Like Keen, Bill Mitchell shows a spreadsheet which runs through the first 20 steps of the process. Mitchell observes:

In this particular case, I have shown only 20 sequences. In fact, this example would resolve at around 94 iterations as you can see on the graphs where the succesive loans, then fractional deposits get smaller and smaller and eventually become zero.

Keen says the money multiplier is "completely inadequate as an explanation."

Wordy Bill says the money multiplier is "not even a slightly accurate depiction of the way banks operate in a modern monetary economy characterised by a fiat currency and a flexible exchange rate."

I say: So why then do these guys spend so much time going step by step by step by step through the process? Look, it's simple. Clear your calculator, hit the number 1, hit the 'divided-by' key, type in the reserve requirement, and hit the 'equal' key. That's it.
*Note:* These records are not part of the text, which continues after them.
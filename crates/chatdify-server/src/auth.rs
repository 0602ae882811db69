// SPDX-FileCopyrightText: 2026 Chatdify Contributors
// SPDX-License-Identifier: MIT OR Apache-2.0

//! Request authentication for the front door.
//!
//! Two independent mechanisms:
//! 1. Bearer token on the action endpoints (`Authorization: Bearer <token>`).
//!    When no token is configured, every action request is rejected (fail-closed).
//! 2. HMAC-SHA256 over the raw webhook body (`X-Chatwoot-Signature: sha256=<hex>`).
//!    When no secret is configured, unsigned webhooks are accepted.

use axum::{
    extract::{Request, State},
    http::StatusCode,
    middleware::Next,
    response::Response,
};
use hmac::{Hmac, Mac};
use sha2::Sha256;

/// Header carrying the webhook signature.
pub const SIGNATURE_HEADER: &str = "x-chatwoot-signature";

/// Authentication configuration for the action endpoints.
#[derive(Clone)]
pub struct AuthConfig {
    /// Expected bearer token. `None` disables the action endpoints.
    pub bearer_token: Option<String>,
}

impl std::fmt::Debug for AuthConfig {
    fn fmt(&self, f: &mut std::fmt::Formatter<'_>) -> std::fmt::Result {
        f.debug_struct("AuthConfig")
            .field(
                "bearer_token",
                &self.bearer_token.as_ref().map(|_| "[redacted]"),
            )
            .finish()
    }
}

/// Middleware that validates the bearer token on action routes.
pub async fn auth_middleware(
    State(auth): State<AuthConfig>,
    request: Request,
    next: Next,
) -> Result<Response, StatusCode> {
    let Some(expected_token) = auth.bearer_token.as_deref() else {
        tracing::warn!("action request rejected: no actions token configured");
        return Err(StatusCode::UNAUTHORIZED);
    };

    let presented = request
        .headers()
        .get("authorization")
        .and_then(|v| v.to_str().ok())
        .and_then(|v| v.strip_prefix("Bearer "));

    match presented {
        Some(token) if constant_time_eq(token.as_bytes(), expected_token.as_bytes()) => {
            Ok(next.run(request).await)
        }
        _ => Err(StatusCode::UNAUTHORIZED),
    }
}

/// Verify a `sha256=<hex>` signature over `body`.
///
/// An empty secret accepts every request; a configured secret requires a
/// well-formed, matching signature.
pub fn verify_signature(secret: &str, signature_header: Option<&str>, body: &[u8]) -> bool {
    if secret.is_empty() {
        return true;
    }
    let signature = signature_header.unwrap_or("").trim();
    let signature = signature
        .strip_prefix("sha256=")
        .unwrap_or(signature)
        .trim();
    if signature.is_empty() {
        return false;
    }
    let Ok(signature_bytes) = hex::decode(signature) else {
        return false;
    };
    let Ok(mut mac) = Hmac::<Sha256>::new_from_slice(secret.as_bytes()) else {
        return false;
    };
    mac.update(body);
    mac.verify_slice(&signature_bytes).is_ok()
}

/// Compute the header value Chatwoot would send for `body`.
pub fn sign(secret: &str, body: &[u8]) -> Option<String> {
    let mut mac = Hmac::<Sha256>::new_from_slice(secret.as_bytes()).ok()?;
    mac.update(body);
    Some(format!("sha256={}", hex::encode(mac.finalize().into_bytes())))
}

fn constant_time_eq(a: &[u8], b: &[u8]) -> bool {
    if a.len() != b.len() {
        return false;
    }
    a.iter().zip(b).fold(0u8, |acc, (x, y)| acc | (x ^ y)) == 0
}
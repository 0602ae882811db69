// SPDX-FileCopyrightText: 2026 Chatdify Contributors
// SPDX-License-Identifier: MIT OR Apache-2.0

//! Configuration loader using Figment for layered config merging.
//!
//! Supports XDG hierarchy: `./chatdify.toml` > `~/.config/chatdify/chatdify.toml`
//! > `/etc/chatdify/chatdify.toml` with environment variable overrides via the
//! `CHATDIFY_` prefix.

#![allow(clippy::result_large_err)] // figment::Error is external and cannot be boxed without wrapper

use std::path::Path;

use figment::{
    providers::{Env, Format, Serialized, Toml},
    Figment,
};

use crate::model::ChatdifyConfig;

/// Config sections, in the order their env prefixes are matched.
const SECTIONS: &[&str] = &[
    "bridge", "chatwoot", "dify", "http", "storage", "queue", "pipeline", "policy", "server",
];

/// Load configuration from the standard XDG hierarchy with env var overrides.
///
/// Merge order (later overrides earlier):
/// 1. Compiled defaults
/// 2. `/etc/chatdify/chatdify.toml` (system-wide)
/// 3. `~/.config/chatdify/chatdify.toml` (user XDG config)
/// 4. `./chatdify.toml` (local directory)
/// 5. `ALLOWED_CONVERSATION_STATUSES` (legacy deployment variable)
/// 6. `CHATDIFY_*` environment variables
pub fn load_config() -> Result<ChatdifyConfig, figment::Error> {
    build_figment().extract()
}

/// Load configuration from a TOML string only (no XDG lookup, no env).
///
/// Used for testing and explicit configuration.
pub fn load_config_from_str(toml_content: &str) -> Result<ChatdifyConfig, figment::Error> {
    Figment::new()
        .merge(Serialized::defaults(ChatdifyConfig::default()))
        .merge(Toml::string(toml_content))
        .extract()
}

/// Load configuration from a specific file path with env var overrides.
pub fn load_config_from_path(path: &Path) -> Result<ChatdifyConfig, figment::Error> {
    Figment::new()
        .merge(Serialized::defaults(ChatdifyConfig::default()))
        .merge(Toml::file(path))
        .merge(legacy_env_provider())
        .merge(env_provider())
        .extract()
}

/// Build the Figment used internally for config loading (exposed for diagnostic use).
pub fn build_figment() -> Figment {
    Figment::new()
        .merge(Serialized::defaults(ChatdifyConfig::default()))
        .merge(Toml::file("/etc/chatdify/chatdify.toml"))
        .merge(Toml::file(
            dirs::config_dir()
                .map(|d| d.join("chatdify/chatdify.toml"))
                .unwrap_or_default(),
        ))
        .merge(Toml::file("chatdify.toml"))
        .merge(legacy_env_provider())
        .merge(env_provider())
}

/// Map `CHATDIFY_<SECTION>_<KEY>` onto `section.key`.
///
/// Uses an explicit section table instead of `Env::split("_")` because keys
/// themselves contain underscores: `CHATDIFY_QUEUE_MAX_ATTEMPTS` must become
/// `queue.max_attempts`, not `queue.max.attempts`.
fn env_provider() -> Env {
    Env::prefixed("CHATDIFY_").map(|key| map_env_key(key.as_str()).into())
}

/// The variable the original deployment scripts used for the status allowlist.
fn legacy_env_provider() -> Env {
    Env::raw()
        .only(&["ALLOWED_CONVERSATION_STATUSES"])
        .map(|_| "policy.allowed_statuses".into())
}

fn map_env_key(key: &str) -> String {
    for section in SECTIONS {
        if let Some(rest) = key
            .strip_prefix(section)
            .and_then(|rest| rest.strip_prefix('_'))
        {
            return format!("{section}.{rest}");
        }
    }
    key.to_string()
}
That's how much money can be created from a dollar.

The question as to whether the money-multiplier process actually works (or not) has nothing to do with determining how much money can be created by fractional reserve lending. I think the "how much" question is raised as a smoke-screen. Something to distract and confuse the reader, so that when Keen and Mitchell tell you it doesn't work, you're glad to hear it, and glad to toss the concept aside.

Keen presents two "hypotheses" about money, that arise from the money multiplier model. One is that government money is created first, and credit money is created from it, but after the government money is created. Keen references a study showing that the opposite is true.

The other is that each new loan in the fractional-reserve process creates new money and new debt in equal amounts, so that at the end there should be exactly the same amount of money and debt... Except when we add in the money we started with, we end up with more money than debt:

The amount of money in the economy should exceed the amount of debt, with the difference representing the government’s initial creation of money.

"Therefore, Keen says, "the ratio of Debt to Money should be less than one..."

This is the first time I have seen anybody other than me talk about the ratio of debt to money, which I call "debt per dollar". So I'm kinda thrilled by this. More than 'kinda', because it's Keen.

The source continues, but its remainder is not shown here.